Your answer should hold each line of the material that contains the word "orders".

_MATERIAL FOR THIS EXERCISE_

=======

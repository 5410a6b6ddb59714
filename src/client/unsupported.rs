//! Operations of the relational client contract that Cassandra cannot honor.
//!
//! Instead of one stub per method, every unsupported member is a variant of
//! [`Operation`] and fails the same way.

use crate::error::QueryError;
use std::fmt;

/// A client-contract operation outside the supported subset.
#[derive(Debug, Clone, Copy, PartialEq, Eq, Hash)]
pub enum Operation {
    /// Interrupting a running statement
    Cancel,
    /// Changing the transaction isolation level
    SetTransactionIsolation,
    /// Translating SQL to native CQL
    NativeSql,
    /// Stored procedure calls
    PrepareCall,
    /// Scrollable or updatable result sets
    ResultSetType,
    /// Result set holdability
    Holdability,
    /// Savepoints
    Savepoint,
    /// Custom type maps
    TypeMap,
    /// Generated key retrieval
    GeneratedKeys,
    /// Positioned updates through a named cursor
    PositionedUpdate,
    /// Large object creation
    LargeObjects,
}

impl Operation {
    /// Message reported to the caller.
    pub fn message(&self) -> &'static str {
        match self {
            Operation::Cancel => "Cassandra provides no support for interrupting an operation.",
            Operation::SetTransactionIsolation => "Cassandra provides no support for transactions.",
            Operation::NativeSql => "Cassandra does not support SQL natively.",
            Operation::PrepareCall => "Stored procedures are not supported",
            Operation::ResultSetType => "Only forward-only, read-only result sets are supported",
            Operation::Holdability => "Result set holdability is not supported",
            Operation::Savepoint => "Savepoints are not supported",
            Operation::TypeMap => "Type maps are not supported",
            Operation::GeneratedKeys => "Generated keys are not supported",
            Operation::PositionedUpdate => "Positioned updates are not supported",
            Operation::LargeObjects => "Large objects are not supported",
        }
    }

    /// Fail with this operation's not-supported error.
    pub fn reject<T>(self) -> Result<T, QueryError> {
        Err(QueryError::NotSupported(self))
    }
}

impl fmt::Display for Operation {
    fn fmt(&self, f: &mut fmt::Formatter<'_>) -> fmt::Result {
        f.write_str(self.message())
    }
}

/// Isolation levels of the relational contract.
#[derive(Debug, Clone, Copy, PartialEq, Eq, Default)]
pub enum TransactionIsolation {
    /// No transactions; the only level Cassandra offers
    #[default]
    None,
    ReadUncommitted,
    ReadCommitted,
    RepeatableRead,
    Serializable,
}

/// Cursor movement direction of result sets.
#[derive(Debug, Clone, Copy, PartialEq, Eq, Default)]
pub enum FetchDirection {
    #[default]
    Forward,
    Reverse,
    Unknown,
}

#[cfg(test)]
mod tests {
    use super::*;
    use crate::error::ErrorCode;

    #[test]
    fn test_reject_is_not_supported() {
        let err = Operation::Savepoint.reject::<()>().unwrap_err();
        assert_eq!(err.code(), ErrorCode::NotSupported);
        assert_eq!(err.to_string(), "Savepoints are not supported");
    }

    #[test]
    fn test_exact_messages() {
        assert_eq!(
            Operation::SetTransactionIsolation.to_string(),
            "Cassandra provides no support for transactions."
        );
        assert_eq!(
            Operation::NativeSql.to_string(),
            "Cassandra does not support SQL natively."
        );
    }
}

=======

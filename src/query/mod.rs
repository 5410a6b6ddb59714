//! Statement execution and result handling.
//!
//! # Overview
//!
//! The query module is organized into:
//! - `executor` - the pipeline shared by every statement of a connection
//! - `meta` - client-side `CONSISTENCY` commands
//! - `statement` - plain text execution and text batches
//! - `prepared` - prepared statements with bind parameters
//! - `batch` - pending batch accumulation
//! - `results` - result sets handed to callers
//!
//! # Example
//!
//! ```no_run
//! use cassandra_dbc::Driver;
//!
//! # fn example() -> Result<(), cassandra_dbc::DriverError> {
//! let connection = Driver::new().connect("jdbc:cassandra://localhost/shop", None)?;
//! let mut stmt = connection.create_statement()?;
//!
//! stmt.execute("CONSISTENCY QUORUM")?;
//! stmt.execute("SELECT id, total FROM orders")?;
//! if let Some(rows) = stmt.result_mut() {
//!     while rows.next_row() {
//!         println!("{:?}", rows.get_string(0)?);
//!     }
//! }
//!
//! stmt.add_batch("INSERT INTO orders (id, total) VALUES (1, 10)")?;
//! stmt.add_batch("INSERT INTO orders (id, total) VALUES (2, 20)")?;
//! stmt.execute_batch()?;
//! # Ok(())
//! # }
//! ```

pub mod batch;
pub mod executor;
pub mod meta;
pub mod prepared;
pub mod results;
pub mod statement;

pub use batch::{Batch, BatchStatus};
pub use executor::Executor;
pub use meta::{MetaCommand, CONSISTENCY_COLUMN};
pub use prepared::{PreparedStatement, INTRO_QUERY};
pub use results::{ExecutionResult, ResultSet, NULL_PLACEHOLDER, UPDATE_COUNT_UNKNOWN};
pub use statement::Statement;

=======

_SOLUTION TO THE EXERCISE_
//! stmt.execute("SELECT id, total FROM orders")?;
//! stmt.add_batch("INSERT INTO orders (id, total) VALUES (1, 10)")?;
//! stmt.add_batch("INSERT INTO orders (id, total) VALUES (2, 20)")?;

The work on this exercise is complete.